___ Records shown ___
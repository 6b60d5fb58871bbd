//! Error types for the transactional SQL service.
//!
//! All errors are defined with `thiserror`. Connection and processing errors
//! carry a list of context messages (driver, mapping name, statement text) that
//! callers append while the error travels up the stack.

use thiserror::Error;

type BoxError = Box<dyn std::error::Error + Send + Sync>;

#[derive(Error, Debug)]
pub enum SqlError {
    #[error("Connection pool exhausted: {pool} (size {size}){}", format_context(.context))]
    PoolExhausted {
        pool: String,
        size: usize,
        context: Vec<String>,
    },

    #[error("Connection failed: {message}{}", format_context(.context))]
    Connection {
        message: String,
        context: Vec<String>,
        #[source]
        source: Option<BoxError>,
    },

    #[error("Processing error: {message}{}", format_context(.context))]
    Processing {
        message: String,
        context: Vec<String>,
        #[source]
        source: Option<BoxError>,
    },

    #[error("Illegal argument: {message}")]
    IllegalArgument { message: String },

    #[error("Request rejected: {message}")]
    Rejected { message: String },

    #[error("Configuration error: {message}")]
    Configuration { message: String },

    #[error("Transaction cancelled: {transaction_id}")]
    Cancelled { transaction_id: String },

    #[error("Internal error: {message}")]
    Internal { message: String },
}

fn format_context(context: &[String]) -> String {
    if context.is_empty() {
        String::new()
    } else {
        format!(" [{}]", context.join(", "))
    }
}

impl SqlError {
    /// Create a pool exhausted error.
    pub fn pool_exhausted(pool: impl Into<String>, size: usize) -> Self {
        Self::PoolExhausted {
            pool: pool.into(),
            size,
            context: Vec::new(),
        }
    }

    /// Create a connection error without an underlying cause.
    pub fn connection(message: impl Into<String>) -> Self {
        Self::Connection {
            message: message.into(),
            context: Vec::new(),
            source: None,
        }
    }

    /// Create a connection error wrapping the failure that caused it.
    pub fn connection_caused_by(
        message: impl Into<String>,
        source: impl Into<BoxError>,
    ) -> Self {
        Self::Connection {
            message: message.into(),
            context: Vec::new(),
            source: Some(source.into()),
        }
    }

    /// Create a processing error.
    pub fn processing(message: impl Into<String>) -> Self {
        Self::Processing {
            message: message.into(),
            context: Vec::new(),
            source: None,
        }
    }

    /// Create a processing error wrapping the failure that caused it.
    pub fn processing_caused_by(
        message: impl Into<String>,
        source: impl Into<BoxError>,
    ) -> Self {
        Self::Processing {
            message: message.into(),
            context: Vec::new(),
            source: Some(source.into()),
        }
    }

    /// Create an illegal argument error.
    pub fn illegal_argument(message: impl Into<String>) -> Self {
        Self::IllegalArgument {
            message: message.into(),
        }
    }

    /// Create a rejection error.
    pub fn rejected(message: impl Into<String>) -> Self {
        Self::Rejected {
            message: message.into(),
        }
    }

    /// Create a configuration error.
    pub fn configuration(message: impl Into<String>) -> Self {
        Self::Configuration {
            message: message.into(),
        }
    }

    /// Create a cancellation error.
    pub fn cancelled(transaction_id: impl Into<String>) -> Self {
        Self::Cancelled {
            transaction_id: transaction_id.into(),
        }
    }

    /// Create an internal error.
    pub fn internal(message: impl Into<String>) -> Self {
        Self::Internal {
            message: message.into(),
        }
    }

    /// Append a context message. Variants without a context list are returned unchanged.
    pub fn with_context(mut self, message: impl Into<String>) -> Self {
        match &mut self {
            Self::PoolExhausted { context, .. }
            | Self::Connection { context, .. }
            | Self::Processing { context, .. } => context.push(message.into()),
            _ => {}
        }
        self
    }

    /// Context messages collected so far.
    pub fn context(&self) -> &[String] {
        match self {
            Self::PoolExhausted { context, .. }
            | Self::Connection { context, .. }
            | Self::Processing { context, .. } => context,
            _ => &[],
        }
    }

    /// Check if this error means the connection could not be acquired.
    pub fn is_acquisition_failure(&self) -> bool {
        matches!(self, Self::PoolExhausted { .. } | Self::Connection { .. })
    }
}

/// Convert sqlx errors to SqlError.
impl From<sqlx::Error> for SqlError {
    fn from(err: sqlx::Error) -> Self {
        match err {
            sqlx::Error::Configuration(msg) => {
                SqlError::connection(format!("Invalid connection configuration: {}", msg))
            }
            sqlx::Error::Database(db_err) => {
                let message = db_err.message().to_string();
                let code = db_err.code().map(|c| c.to_string());
                let err = SqlError::processing(message);
                match code {
                    Some(code) => err.with_context(format!("sqlState={}", code)),
                    None => err,
                }
            }
            sqlx::Error::RowNotFound => SqlError::processing("No rows returned"),
            sqlx::Error::PoolTimedOut => SqlError::pool_exhausted("sqlx", 0),
            sqlx::Error::PoolClosed => SqlError::connection("Connection pool is closed"),
            sqlx::Error::Io(io_err) => SqlError::connection_caused_by("I/O error", io_err),
            sqlx::Error::Tls(tls_err) => SqlError::connection_caused_by("TLS error", tls_err),
            sqlx::Error::Protocol(msg) => {
                SqlError::connection(format!("Protocol error: {}", msg))
            }
            sqlx::Error::ColumnNotFound(col) => {
                SqlError::processing(format!("Column not found: {}", col))
            }
            sqlx::Error::ColumnIndexOutOfBounds { index, len } => SqlError::processing(format!(
                "Column index {} out of bounds (len: {})",
                index, len
            )),
            sqlx::Error::ColumnDecode { index, source } => SqlError::processing_caused_by(
                format!("Failed to decode column {}", index),
                source,
            ),
            sqlx::Error::Decode(source) => SqlError::processing_caused_by("Decode error", source),
            sqlx::Error::WorkerCrashed => SqlError::internal("Database worker crashed"),
            _ => SqlError::processing(format!("Unexpected database error: {}", err)),
        }
    }
}

/// Result type alias for SQL service operations.
pub type SqlResult<T> = Result<T, SqlError>;

#[cfg(test)]
mod tests {
    use super::*;

    #[test]
    fn test_error_display_without_context() {
        let err = SqlError::processing("statement failed");
        assert_eq!(err.to_string(), "Processing error: statement failed");
    }

    #[test]
    fn test_error_display_with_context() {
        let err = SqlError::connection("unexpected exception")
            .with_context("jdbcDriverName=sqlite, jdbcMappingName=sqlite::memory:");
        assert_eq!(
            err.to_string(),
            "Connection failed: unexpected exception [jdbcDriverName=sqlite, jdbcMappingName=sqlite::memory:]"
        );
    }

    #[test]
    fn test_context_ignored_for_plain_variants() {
        let err = SqlError::illegal_argument("bad").with_context("ignored");
        assert!(err.context().is_empty());
        assert_eq!(err.to_string(), "Illegal argument: bad");
    }

    #[test]
    fn test_source_is_kept() {
        use std::error::Error as _;
        let io = std::io::Error::other("boom");
        let err = SqlError::processing_caused_by("wrapped", io);
        assert_eq!(err.source().map(|s| s.to_string()), Some("boom".to_string()));
    }

    #[test]
    fn test_acquisition_failures() {
        assert!(SqlError::pool_exhausted("svc", 1).is_acquisition_failure());
        assert!(SqlError::connection("down").is_acquisition_failure());
        assert!(!SqlError::processing("sql").is_acquisition_failure());
    }
}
___
Go through the records above. Copy each line in which the string "IllegalArgument" appears.

    IllegalArgument { message: String },
        Self::IllegalArgument {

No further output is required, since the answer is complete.